Nathan Birnbaum (; pseudonyms: "Mathias Acher", "Dr. N. Birner", "Mathias Palme", "Anton Skart", "Theodor Schwarz", and "Pantarhei"; 16 May 1864 – 2 April 1937) was an Austrian writer and journalist, Jewish thinker and nationalist. His life had three main phases, representing a progression in his thinking: a Zionist phase (c. 1883 – c. 1900); a Jewish cultural autonomy phase (c. 1900 – c. 1914) which included the promotion of the Yiddish language; and religious phase (c. 1914–1937) when he turned to Orthodox Judaism and became staunchly anti-Zionist.

He married Rosa Korngut (1869–1934) and they had three sons: Solomon (Salomo) Birnbaum (1891–1989), Menachem Birnbaum (1893–1944), and Uriel Birnbaum (1894–1956).

Early life 
Birnbaum was born in Vienna into an Eastern European Jewish family with roots in Austrian Galicia and Hungary. His father, Menachem Mendel Birnbaum, a merchant, hailed from Ropshitz, Galicia, and his mother, Miriam Birnbaum (née Seelenfreund), who was born in northern Hungary (in a region sometimes called the Carpathian Rus), of a family with illustrious rabbinic lineage, had moved as a child to Tarnow, Galicia, where the two met and married.

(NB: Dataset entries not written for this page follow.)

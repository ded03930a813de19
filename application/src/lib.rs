//! Application layer for polls
//!
//! This crate contains use cases, port definitions, and application configuration.
//! It depends only on the domain layer.

pub mod config;
pub mod ports;
pub mod use_cases;

// Re-export commonly used types
pub use config::{DEFAULT_LATEST_LIMIT, IndexParams};
pub use ports::clock::{Clock, FixedClock};
pub use use_cases::create_question::{
    CreateQuestionError, CreateQuestionInput, CreateQuestionUseCase, PublishAt,
};
pub use use_cases::list_latest::ListLatestQuestionsUseCase;
pub use use_cases::show_question::{ShowQuestionError, ShowQuestionUseCase};
//! Console output formatter for poll pages

use crate::output::formatter::PageFormatter;
use chrono::{DateTime, Utc};
use colored::Colorize;
use polls_domain::{Question, QuestionId};

/// Message shown when no question is visible
pub const NO_POLLS_MESSAGE: &str = "No polls are available.";

/// Formats pages for console display
pub struct ConsoleFormatter;

impl ConsoleFormatter {
    fn header(title: &str) -> String {
        let line = "=".repeat(60);
        format!("{}\n{:^60}\n{}", line.cyan(), title.bold(), line.cyan())
    }

    fn footer() -> String {
        format!("\n{}\n", "=".repeat(60).cyan())
    }

    fn published_line(question: &Question, now: DateTime<Utc>) -> String {
        let mut line = format!(
            "{} {}",
            "Published:".dimmed(),
            question.pub_date.format("%Y-%m-%d %H:%M UTC")
        );
        if question.was_published_recently(now) {
            line.push_str(&format!(" {}", "(new)".green().bold()));
        }
        line
    }
}

impl PageFormatter for ConsoleFormatter {
    fn format_index(&self, questions: &[Question], now: DateTime<Utc>) -> String {
        let mut output = String::new();
        output.push_str(&Self::header("Latest Polls"));
        output.push('\n');

        if questions.is_empty() {
            output.push_str(&format!("\n{}\n", NO_POLLS_MESSAGE.yellow()));
        } else {
            for question in questions {
                let marker = if question.was_published_recently(now) {
                    format!(" {}", "(new)".green().bold())
                } else {
                    String::new()
                };
                output.push_str(&format!(
                    "\n  {} {}{}",
                    format!("[{}]", question.id).cyan(),
                    question.question_text,
                    marker
                ));
            }
            output.push('\n');
        }

        output.push_str(&Self::footer());
        output
    }

    fn format_detail(&self, question: &Question, now: DateTime<Utc>) -> String {
        let mut output = String::new();
        output.push_str(&Self::header(&format!("Question {}", question.id)));
        output.push_str(&format!("\n\n{}\n", question.question_text.bold()));
        output.push_str(&format!("{}\n", Self::published_line(question, now)));
        output.push_str(&Self::footer());
        output
    }

    fn format_results(&self, question: &Question, now: DateTime<Utc>) -> String {
        let mut output = String::new();
        output.push_str(&Self::header(&format!("Results: Question {}", question.id)));
        output.push_str(&format!("\n\n{}\n", question.question_text.bold()));
        output.push_str(&format!("{}\n", Self::published_line(question, now)));
        output.push_str(&Self::footer());
        output
    }

    fn format_not_found(&self, id: QuestionId) -> String {
        format!("{} {}\n", "404".red().bold(), format!("Question {} not found", id).red())
    }

    fn format_created(&self, question: &Question, now: DateTime<Utc>) -> String {
        let visibility = if question.is_visible(now) {
            "visible now".green()
        } else {
            "scheduled".yellow()
        };
        format!(
            "{} {} {}: {} ({})\n",
            "Created".green().bold(),
            "question".dimmed(),
            question.id,
            question.question_text,
            visibility
        )
    }
}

From 1882 to 1886, Birnbaum studied law, philosophy and Near Eastern studies at the University of Vienna.

Zionism 
In 1883, at the age of 19, he founded Kadimah, the first Jewish (Zionist) student association in Vienna, many years before Theodor Herzl became the leading spokesman of the Zionist movement. While still a student, he founded and published the periodical Selbstemanzipation!, often written in large part by Birnbaum himself.  In it he coined the terms "Zionistic", "Zionist", "Zionism" (1890), and "political Zionism" (1892).

Birnbaum played a prominent part in the First Zionist Congress (1897) where he was elected Secretary-General of the Zionist Organization. He was associated with and was one of the most important representatives of the cultural, rather than political, side of Zionism. However, he left the Zionist Organization not long after the Congress. He was unhappy with its negative view of Diaspora Jewry and the transformation of the Zionist ideals into a party machine.

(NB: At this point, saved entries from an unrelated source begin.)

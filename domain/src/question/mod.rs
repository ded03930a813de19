//! Question domain.
//!
//! - [`entities::Question`]: a stored poll question with its publication date
//! - [`entities::NewQuestion`]: validated input for creating a question
//! - [`publication`]: visibility and recency rules
//! - [`repository::QuestionRepository`]: trait for question persistence

pub mod entities;
pub mod publication;
pub mod repository;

His next phase was to advocate Jewish cultural autonomy, or Golus nationalism, concentrating in particular on the Jews of eastern Europe. He advocated for the Jews to be recognized as a people among the other peoples of the empire, with Yiddish as their official language. He ran (in Buczacz, eastern Galicia) on behalf of the Jews (and with the support of the local Ukrainians) as candidate for the Austrian parliament. Although he had a majority of the votes, his election was thwarted by corruption of the electoral process by the local Polish faction.

He was chief convener of the Conference for the Yiddish Language held in Czernowitz, August 30 –September 3, 1908. It was the first Yiddish-language conference ever to take place. At the conference, he took the place of his colleague and fellow Yiddish activist Sholem Aleichem who was critically ill.

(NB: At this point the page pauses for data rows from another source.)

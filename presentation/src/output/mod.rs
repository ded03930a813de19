//! Page body rendering
//!
//! - [`console::ConsoleFormatter`]: colored terminal text
//! - [`json::JsonFormatter`]: machine-readable JSON

pub mod console;
pub mod formatter;
pub mod json;

pub use console::{ConsoleFormatter, NO_POLLS_MESSAGE};
pub use formatter::{PageFormatter, formatter_for};
pub use json::JsonFormatter;
//! Publication rules for questions
//!
//! A question is *visible* once its publication date has been reached,
//! and *recently published* while that date lies in the day ending now:
//!
//! ```text
//!            recently published
//!         (-------------------]
//!  ───────┼───────────────────┼──────────────▶ time
//!     now - 1 day            now
//!  <──────── visible ─────────]   invisible
//! ```
//!
//! Both rules take the current instant explicitly so callers decide which
//! clock to trust.

use crate::question::entities::Question;
use chrono::{DateTime, Duration, Utc};
use std::cmp::Reverse;

/// Width of the trailing window for [`was_published_recently`], in seconds
pub const RECENT_WINDOW_SECS: i64 = 24 * 60 * 60;

/// The trailing window for [`was_published_recently`]
pub fn recent_window() -> Duration {
    Duration::seconds(RECENT_WINDOW_SECS)
}

/// `now - 1 day < pub_date <= now`
///
/// The lower bound is exclusive: a question published exactly one day
/// before `now` is no longer recent.
pub fn was_published_recently(pub_date: DateTime<Utc>, now: DateTime<Utc>) -> bool {
    now - recent_window() < pub_date && pub_date <= now
}

/// `pub_date <= now`
pub fn is_visible(pub_date: DateTime<Utc>, now: DateTime<Utc>) -> bool {
    pub_date <= now
}

/// Select the latest visible questions, newest first
///
/// Ties on `pub_date` put the higher id (the later insert) first.
pub fn latest_visible<'a, I>(questions: I, now: DateTime<Utc>, limit: usize) -> Vec<Question>
where
    I: IntoIterator<Item = &'a Question>,
{
    let mut visible: Vec<Question> = questions
        .into_iter()
        .filter(|q| q.is_visible(now))
        .cloned()
        .collect();
    visible.sort_by_key(|q| Reverse((q.pub_date, q.id)));
    visible.truncate(limit);
    visible
}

From about 1912 onwards, Birnbaum became increasingly interested in Orthodox Judaism, and he became a fully observant Orthodox Jew in about 1916. He continued to act particularly as an advocate for the Jews of eastern Europe and the Yiddish language. From 1919 to 1922, he was General Secretary of the Agudas Yisroel, a widely-spread and influential Orthodox Jewish organization. He founded the society of the "Olim" (Hebrew for the "Ascenders"), a society with a specific program of action dedicated to the spiritual ascent of the Jewish people.

Later life 
Birnbaum, decrying political Zionism, 1919:
And is it at all possible that we, who regard Judaism as our one and only treasure, should ever be able to compete with such expert demagogues and loud self-advertisers as they [the Zionists]? It is surely not necessary that we should. We are, after all, still the mountains and they the grain, and all we need to do is to gather all our forces in a world organization of religious Jews, and it will follow of itself, and without the application of any great political cunning on our part, that we shall have it in our power to prevent what must needs be prevented and to carry out what we have to carry out. But there is no need first to create this world organization of religious Jews. It is already in existence. The world knows its name, it is Agudas Yisroel [The Union of Israel].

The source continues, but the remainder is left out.